• _Work instruction_
Count up the lines in the listing below that hold "when", and answer with the total alone.

• _Records provided_
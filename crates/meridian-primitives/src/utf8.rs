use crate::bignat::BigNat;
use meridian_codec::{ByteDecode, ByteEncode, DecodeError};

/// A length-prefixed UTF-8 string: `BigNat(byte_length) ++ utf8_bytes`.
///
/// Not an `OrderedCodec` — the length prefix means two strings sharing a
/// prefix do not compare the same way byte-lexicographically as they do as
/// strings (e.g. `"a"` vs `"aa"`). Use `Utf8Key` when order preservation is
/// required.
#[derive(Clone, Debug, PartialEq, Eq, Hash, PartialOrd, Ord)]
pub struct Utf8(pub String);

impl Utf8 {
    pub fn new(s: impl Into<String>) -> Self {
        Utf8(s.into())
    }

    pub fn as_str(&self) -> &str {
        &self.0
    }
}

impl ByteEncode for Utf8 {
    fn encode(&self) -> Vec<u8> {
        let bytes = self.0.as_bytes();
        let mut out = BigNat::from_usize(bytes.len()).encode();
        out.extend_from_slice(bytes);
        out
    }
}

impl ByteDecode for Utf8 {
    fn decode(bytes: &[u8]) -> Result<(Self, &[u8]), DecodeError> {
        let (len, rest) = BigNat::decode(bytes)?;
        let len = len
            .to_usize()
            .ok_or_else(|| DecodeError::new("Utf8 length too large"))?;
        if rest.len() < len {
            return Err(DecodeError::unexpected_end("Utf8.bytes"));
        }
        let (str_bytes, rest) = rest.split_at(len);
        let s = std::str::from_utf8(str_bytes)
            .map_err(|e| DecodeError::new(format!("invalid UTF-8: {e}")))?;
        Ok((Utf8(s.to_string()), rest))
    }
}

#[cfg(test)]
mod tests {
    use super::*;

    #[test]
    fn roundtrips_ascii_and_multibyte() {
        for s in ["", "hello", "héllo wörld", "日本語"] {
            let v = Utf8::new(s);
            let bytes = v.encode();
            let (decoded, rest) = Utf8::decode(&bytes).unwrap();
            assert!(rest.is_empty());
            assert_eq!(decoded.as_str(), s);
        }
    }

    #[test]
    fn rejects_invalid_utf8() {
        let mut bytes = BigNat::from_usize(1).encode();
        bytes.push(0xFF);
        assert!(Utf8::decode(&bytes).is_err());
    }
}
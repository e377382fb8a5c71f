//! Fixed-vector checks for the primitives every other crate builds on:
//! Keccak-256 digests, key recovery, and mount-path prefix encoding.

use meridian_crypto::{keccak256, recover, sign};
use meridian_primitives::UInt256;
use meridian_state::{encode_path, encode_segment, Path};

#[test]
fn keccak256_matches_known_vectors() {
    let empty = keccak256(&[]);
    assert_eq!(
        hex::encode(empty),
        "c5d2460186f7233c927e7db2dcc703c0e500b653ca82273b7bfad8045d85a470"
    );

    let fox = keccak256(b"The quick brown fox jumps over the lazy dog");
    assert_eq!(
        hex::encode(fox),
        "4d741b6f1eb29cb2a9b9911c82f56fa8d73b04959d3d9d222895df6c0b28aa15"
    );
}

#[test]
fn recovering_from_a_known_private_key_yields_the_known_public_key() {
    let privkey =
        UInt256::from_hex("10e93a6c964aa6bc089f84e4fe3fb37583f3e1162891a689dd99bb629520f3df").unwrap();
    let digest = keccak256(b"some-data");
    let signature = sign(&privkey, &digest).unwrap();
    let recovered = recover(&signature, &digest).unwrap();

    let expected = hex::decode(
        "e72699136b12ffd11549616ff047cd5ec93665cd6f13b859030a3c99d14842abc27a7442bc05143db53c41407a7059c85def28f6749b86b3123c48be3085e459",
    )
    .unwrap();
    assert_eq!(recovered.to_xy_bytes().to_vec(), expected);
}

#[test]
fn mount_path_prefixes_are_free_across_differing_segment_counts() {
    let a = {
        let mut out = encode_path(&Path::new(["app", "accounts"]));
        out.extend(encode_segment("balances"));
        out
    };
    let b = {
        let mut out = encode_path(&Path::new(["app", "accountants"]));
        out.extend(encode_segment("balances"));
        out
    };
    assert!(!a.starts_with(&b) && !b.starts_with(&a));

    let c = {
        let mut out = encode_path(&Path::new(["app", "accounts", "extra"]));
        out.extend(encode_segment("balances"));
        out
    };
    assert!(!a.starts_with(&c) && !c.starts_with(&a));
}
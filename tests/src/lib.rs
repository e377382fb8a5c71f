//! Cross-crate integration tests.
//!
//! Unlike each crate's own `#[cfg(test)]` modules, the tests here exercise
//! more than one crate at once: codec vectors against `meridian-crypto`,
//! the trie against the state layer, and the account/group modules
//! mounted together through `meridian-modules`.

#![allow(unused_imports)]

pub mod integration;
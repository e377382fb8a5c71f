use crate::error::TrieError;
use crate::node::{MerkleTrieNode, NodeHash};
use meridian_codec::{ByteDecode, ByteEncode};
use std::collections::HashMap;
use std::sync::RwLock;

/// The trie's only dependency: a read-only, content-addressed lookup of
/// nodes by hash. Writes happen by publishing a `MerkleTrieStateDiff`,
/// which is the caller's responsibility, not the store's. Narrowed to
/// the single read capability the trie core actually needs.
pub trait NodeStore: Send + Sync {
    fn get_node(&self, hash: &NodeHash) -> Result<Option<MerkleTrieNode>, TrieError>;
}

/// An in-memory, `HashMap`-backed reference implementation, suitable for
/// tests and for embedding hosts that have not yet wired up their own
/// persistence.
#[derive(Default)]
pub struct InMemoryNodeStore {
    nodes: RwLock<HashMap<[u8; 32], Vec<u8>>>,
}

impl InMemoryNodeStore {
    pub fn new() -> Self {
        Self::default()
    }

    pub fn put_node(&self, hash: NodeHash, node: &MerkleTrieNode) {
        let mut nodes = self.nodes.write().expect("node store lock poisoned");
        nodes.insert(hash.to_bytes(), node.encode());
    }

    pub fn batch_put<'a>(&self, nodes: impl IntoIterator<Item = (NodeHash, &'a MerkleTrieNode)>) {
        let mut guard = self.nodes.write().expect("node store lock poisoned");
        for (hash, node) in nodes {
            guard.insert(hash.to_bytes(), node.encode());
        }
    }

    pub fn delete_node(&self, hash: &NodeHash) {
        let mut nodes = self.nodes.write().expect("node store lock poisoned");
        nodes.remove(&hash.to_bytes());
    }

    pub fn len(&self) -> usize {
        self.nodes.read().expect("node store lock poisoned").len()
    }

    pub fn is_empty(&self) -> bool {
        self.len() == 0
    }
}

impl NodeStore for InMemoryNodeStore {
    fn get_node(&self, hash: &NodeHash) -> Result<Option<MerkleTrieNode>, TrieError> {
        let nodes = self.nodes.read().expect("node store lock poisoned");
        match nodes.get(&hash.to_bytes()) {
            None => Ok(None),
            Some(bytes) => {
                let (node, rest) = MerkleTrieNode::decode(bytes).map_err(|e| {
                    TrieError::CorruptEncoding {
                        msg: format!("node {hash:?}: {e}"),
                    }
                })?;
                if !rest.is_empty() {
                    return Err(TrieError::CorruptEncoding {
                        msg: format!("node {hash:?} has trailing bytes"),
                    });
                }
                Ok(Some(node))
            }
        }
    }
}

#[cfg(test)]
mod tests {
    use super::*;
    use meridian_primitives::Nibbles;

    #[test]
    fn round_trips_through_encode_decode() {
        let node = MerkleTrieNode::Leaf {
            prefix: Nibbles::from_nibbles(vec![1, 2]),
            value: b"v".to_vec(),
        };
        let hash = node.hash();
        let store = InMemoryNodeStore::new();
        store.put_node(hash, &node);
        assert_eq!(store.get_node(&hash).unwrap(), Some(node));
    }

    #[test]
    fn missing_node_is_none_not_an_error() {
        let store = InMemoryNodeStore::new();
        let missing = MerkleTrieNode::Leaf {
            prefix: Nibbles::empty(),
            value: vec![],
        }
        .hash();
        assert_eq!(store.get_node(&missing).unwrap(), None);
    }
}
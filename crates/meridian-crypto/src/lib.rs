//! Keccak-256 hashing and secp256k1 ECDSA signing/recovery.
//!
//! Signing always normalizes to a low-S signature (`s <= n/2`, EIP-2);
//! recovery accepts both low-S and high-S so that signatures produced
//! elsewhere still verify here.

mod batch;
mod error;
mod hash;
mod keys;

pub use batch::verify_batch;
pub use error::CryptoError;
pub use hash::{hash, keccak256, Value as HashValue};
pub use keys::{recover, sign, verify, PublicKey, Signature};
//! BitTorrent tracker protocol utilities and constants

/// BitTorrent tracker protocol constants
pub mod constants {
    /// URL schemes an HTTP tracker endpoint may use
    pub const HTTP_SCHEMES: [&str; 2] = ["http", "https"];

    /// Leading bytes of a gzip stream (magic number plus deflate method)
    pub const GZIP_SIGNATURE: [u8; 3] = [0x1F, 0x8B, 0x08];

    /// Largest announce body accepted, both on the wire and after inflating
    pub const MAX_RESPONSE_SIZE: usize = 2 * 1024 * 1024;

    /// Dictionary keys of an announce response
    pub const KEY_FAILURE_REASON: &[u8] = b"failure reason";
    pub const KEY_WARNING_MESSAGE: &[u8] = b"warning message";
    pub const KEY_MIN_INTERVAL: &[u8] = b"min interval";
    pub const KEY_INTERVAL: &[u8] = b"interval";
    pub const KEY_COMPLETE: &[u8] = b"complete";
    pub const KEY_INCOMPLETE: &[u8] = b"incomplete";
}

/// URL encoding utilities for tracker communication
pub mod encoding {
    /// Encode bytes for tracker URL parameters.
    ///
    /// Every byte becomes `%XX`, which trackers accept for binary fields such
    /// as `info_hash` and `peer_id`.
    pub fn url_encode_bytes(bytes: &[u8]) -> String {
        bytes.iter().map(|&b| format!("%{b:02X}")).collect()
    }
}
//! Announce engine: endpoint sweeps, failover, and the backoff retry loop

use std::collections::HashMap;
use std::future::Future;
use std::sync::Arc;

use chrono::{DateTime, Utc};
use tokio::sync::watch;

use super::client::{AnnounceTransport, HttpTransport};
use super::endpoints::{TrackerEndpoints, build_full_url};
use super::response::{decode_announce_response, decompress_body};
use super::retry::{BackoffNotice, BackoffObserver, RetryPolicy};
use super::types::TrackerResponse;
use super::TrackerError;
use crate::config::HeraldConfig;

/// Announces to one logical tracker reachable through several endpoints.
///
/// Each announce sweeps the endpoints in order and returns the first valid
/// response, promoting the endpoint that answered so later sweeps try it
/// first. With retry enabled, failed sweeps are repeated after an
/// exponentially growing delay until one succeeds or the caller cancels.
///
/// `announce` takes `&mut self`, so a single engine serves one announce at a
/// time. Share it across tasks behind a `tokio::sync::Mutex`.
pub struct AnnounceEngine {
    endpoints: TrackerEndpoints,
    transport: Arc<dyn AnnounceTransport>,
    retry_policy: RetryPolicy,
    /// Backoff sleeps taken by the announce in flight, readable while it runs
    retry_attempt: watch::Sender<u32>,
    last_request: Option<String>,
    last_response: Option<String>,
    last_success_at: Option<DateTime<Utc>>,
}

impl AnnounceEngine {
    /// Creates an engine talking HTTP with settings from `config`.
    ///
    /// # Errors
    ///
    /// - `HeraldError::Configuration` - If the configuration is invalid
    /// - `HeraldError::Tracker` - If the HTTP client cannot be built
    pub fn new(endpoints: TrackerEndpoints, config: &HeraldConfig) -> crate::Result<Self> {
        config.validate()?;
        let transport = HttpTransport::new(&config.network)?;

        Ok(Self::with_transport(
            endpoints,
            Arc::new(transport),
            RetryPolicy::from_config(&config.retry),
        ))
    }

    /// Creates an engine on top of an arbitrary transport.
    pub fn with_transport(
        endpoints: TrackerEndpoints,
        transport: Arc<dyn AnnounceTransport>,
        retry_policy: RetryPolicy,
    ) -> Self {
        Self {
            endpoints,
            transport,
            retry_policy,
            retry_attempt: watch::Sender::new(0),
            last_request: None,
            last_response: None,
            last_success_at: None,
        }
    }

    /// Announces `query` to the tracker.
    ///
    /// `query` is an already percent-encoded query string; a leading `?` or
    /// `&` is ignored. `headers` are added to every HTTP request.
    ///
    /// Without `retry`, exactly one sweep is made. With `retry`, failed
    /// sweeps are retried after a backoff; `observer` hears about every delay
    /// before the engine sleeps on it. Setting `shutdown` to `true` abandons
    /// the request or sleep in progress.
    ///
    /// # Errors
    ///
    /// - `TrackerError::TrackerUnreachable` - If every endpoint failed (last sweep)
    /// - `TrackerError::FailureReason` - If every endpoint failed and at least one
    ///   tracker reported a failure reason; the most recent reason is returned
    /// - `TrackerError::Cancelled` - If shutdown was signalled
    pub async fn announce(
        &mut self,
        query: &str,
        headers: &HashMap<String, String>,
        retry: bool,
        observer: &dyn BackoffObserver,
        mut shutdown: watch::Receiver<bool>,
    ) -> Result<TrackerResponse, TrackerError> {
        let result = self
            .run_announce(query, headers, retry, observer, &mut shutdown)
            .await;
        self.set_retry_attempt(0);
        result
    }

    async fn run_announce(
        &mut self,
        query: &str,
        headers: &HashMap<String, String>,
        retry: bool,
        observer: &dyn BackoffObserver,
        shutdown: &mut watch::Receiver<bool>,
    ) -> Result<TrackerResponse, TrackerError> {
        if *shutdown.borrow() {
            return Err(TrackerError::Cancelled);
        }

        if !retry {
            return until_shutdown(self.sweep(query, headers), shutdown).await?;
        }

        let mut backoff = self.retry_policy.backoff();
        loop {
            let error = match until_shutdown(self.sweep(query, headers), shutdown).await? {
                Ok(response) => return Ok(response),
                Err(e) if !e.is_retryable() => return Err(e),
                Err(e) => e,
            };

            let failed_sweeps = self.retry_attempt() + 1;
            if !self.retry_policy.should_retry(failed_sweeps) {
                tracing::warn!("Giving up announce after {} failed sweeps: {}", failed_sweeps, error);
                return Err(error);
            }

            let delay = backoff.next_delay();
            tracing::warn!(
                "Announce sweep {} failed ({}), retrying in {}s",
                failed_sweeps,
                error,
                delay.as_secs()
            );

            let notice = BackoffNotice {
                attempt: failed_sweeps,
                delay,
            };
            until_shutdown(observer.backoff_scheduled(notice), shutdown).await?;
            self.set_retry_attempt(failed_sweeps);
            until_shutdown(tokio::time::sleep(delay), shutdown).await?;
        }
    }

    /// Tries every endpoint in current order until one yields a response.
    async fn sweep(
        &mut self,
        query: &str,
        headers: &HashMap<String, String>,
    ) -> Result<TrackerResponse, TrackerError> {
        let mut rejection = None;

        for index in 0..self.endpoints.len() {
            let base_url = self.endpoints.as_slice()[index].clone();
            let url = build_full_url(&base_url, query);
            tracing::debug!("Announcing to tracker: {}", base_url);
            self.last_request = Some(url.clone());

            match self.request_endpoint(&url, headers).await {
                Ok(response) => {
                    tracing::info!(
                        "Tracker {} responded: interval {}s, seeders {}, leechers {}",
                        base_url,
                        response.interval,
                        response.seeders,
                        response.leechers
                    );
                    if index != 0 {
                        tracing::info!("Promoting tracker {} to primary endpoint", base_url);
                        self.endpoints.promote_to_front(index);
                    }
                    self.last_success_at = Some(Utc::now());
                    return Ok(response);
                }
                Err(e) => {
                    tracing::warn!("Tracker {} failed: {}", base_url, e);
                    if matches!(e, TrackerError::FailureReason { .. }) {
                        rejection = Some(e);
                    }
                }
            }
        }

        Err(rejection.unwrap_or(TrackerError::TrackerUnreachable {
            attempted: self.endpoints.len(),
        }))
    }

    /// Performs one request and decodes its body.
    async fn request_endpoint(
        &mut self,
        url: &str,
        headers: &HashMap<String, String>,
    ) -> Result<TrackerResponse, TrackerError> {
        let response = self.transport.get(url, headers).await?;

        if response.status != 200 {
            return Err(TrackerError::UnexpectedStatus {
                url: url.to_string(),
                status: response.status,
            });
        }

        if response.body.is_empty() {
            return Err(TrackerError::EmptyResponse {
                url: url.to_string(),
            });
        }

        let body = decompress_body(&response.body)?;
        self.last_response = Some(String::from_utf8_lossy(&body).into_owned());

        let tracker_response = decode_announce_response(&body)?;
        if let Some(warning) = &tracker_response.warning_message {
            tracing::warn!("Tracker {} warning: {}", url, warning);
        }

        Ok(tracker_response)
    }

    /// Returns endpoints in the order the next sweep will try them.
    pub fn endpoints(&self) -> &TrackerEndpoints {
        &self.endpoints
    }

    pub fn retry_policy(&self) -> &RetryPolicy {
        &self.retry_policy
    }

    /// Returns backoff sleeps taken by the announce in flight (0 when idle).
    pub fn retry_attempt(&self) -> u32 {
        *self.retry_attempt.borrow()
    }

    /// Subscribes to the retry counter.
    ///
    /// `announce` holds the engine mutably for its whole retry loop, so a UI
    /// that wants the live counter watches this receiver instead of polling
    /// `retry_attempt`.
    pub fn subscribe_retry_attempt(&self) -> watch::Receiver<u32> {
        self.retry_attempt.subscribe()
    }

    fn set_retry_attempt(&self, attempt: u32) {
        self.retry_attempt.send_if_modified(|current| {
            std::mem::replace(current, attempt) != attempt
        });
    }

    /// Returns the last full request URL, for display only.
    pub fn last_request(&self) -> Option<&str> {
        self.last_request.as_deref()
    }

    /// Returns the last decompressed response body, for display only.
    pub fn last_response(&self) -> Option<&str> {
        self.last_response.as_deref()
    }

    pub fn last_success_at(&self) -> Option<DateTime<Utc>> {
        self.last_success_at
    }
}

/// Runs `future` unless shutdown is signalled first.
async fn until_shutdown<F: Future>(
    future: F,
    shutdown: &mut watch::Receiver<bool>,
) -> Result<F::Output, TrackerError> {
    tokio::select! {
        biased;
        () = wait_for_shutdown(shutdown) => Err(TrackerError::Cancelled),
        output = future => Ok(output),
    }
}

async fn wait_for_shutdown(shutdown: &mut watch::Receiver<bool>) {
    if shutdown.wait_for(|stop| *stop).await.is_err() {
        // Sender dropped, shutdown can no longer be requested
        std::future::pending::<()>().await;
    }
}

• _Finished task_
2